§ **TASK REQUIREMENTS**
Look through the data below. Show each line where the string "path" occurs.

[[ MATERIAL FOR THIS TASK, beginning ]]

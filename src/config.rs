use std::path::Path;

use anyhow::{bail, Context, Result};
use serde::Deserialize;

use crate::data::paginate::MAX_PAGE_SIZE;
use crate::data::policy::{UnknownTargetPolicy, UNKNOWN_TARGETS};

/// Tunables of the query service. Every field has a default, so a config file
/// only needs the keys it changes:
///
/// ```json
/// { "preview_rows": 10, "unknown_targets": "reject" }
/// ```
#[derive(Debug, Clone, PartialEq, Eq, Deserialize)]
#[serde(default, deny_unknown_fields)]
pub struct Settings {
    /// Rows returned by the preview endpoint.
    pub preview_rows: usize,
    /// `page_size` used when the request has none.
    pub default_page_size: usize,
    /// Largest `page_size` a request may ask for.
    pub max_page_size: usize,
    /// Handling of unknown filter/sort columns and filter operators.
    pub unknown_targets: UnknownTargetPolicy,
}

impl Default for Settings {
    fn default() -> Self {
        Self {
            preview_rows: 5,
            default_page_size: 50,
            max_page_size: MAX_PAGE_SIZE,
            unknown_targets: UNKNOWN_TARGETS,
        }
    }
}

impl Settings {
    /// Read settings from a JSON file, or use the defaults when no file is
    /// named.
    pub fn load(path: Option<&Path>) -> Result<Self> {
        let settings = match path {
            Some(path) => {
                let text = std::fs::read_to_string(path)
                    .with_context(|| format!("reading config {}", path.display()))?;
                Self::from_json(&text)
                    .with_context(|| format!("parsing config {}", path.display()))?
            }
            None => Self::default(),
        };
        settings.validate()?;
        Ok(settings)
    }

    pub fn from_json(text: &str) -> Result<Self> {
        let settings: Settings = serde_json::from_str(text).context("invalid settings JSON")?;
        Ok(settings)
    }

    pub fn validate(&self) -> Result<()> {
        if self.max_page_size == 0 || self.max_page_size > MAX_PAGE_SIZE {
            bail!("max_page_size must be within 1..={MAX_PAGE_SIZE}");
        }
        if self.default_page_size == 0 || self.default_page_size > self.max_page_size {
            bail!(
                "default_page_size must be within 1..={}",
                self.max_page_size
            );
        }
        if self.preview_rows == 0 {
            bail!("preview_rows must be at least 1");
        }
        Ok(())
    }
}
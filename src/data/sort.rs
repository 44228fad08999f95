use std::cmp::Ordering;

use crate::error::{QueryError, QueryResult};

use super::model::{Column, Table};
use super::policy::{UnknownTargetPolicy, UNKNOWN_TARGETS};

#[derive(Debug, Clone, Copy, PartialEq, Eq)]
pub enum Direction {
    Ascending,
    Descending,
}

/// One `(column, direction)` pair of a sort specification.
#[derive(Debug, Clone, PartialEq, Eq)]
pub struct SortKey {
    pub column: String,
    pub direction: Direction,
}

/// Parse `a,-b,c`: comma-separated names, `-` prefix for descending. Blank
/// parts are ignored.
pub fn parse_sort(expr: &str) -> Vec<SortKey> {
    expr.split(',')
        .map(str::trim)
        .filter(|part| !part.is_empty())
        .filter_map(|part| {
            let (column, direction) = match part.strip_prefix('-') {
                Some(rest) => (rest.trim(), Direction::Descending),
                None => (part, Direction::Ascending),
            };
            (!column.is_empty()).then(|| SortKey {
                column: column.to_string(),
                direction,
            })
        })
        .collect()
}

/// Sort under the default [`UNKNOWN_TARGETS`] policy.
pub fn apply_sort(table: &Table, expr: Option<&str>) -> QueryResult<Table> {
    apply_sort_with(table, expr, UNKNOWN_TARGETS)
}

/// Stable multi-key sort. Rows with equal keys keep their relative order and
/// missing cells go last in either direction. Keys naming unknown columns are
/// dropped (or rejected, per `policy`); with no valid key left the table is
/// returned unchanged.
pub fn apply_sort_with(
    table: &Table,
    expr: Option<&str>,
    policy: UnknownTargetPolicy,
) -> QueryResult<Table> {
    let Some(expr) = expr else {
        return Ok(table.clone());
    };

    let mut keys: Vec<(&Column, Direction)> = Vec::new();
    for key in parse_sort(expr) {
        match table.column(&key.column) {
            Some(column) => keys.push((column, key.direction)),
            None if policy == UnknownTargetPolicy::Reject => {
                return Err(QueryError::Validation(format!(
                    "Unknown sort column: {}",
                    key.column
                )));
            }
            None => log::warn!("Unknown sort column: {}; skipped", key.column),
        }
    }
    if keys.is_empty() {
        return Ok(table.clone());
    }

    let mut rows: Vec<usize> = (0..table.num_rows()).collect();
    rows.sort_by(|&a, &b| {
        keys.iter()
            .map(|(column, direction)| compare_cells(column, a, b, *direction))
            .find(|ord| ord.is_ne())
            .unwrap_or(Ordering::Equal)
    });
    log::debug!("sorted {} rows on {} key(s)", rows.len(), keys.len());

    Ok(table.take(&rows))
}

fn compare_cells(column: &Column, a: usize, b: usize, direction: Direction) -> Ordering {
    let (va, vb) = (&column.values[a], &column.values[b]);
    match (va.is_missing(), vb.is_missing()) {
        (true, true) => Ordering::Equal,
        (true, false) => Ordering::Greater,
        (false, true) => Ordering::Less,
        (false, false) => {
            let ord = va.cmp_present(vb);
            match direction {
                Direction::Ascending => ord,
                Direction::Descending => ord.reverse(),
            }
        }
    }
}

[[ MATERIAL FOR THIS TASK, end ]]

§ **RESULT OF THE TASK**
use std::path::Path;
    pub fn load(path: Option<&Path>) -> Result<Self> {
        let settings = match path {
            Some(path) => {
                let text = std::fs::read_to_string(path)
                    .with_context(|| format!("reading config {}", path.display()))?;
                    .with_context(|| format!("parsing config {}", path.display()))?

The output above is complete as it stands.